■ Instructions to follow:
Copy every line that contains the string "InAppProduct" from the entries below.

■ Source material:
+ + + + +

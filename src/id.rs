//! Prefixed ID generation for ledger entities.
//!
//! Row ids use a `wl_` brand prefix so they can never be mistaken for the
//! payment processor's transaction ids or for contribution correlation uuids.
//!
//! Format: `wl_{entity}_{uuid_simple}` (32 hex chars, no hyphens)

use uuid::Uuid;

const ALL_PREFIXES: &[&str] = &[
    "wl_usr_", "wl_app_", "wl_iap_", "wl_con_", "wl_ref_", "wl_own_",
];

/// Cheap format check for a ledger id: `wl_{entity}_{32_hex_chars}`.
pub fn is_valid_prefixed_id(s: &str) -> bool {
    let Some(prefix) = ALL_PREFIXES.iter().find(|p| s.starts_with(*p)) else {
        return false;
    };

    let hex_part = &s[prefix.len()..];
    hex_part.len() == 32 && hex_part.chars().all(|c| c.is_ascii_hexdigit())
}

#[derive(Debug, Clone, Copy)]
pub enum EntityType {
    User,
    Webapp,
    InAppProduct,
    Contribution,
    Refund,
    AppPurchase,
}

impl EntityType {
    pub fn prefix(&self) -> &'static str {
        match self {
            Self::User => "wl_usr",
            Self::Webapp => "wl_app",
            Self::InAppProduct => "wl_iap",
            Self::Contribution => "wl_con",
            Self::Refund => "wl_ref",
            Self::AppPurchase => "wl_own",
        }
    }

    pub fn gen_id(&self) -> String {
        format!("{}_{}", self.prefix(), Uuid::new_v4().as_simple())
    }
}

/// New correlation uuid for an outbound purchase request.
pub fn gen_contrib_uuid() -> String {
    Uuid::new_v4().to_string()
}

+ + + + +

■ Problem solution:
    InAppProduct,
            Self::InAppProduct => "wl_iap",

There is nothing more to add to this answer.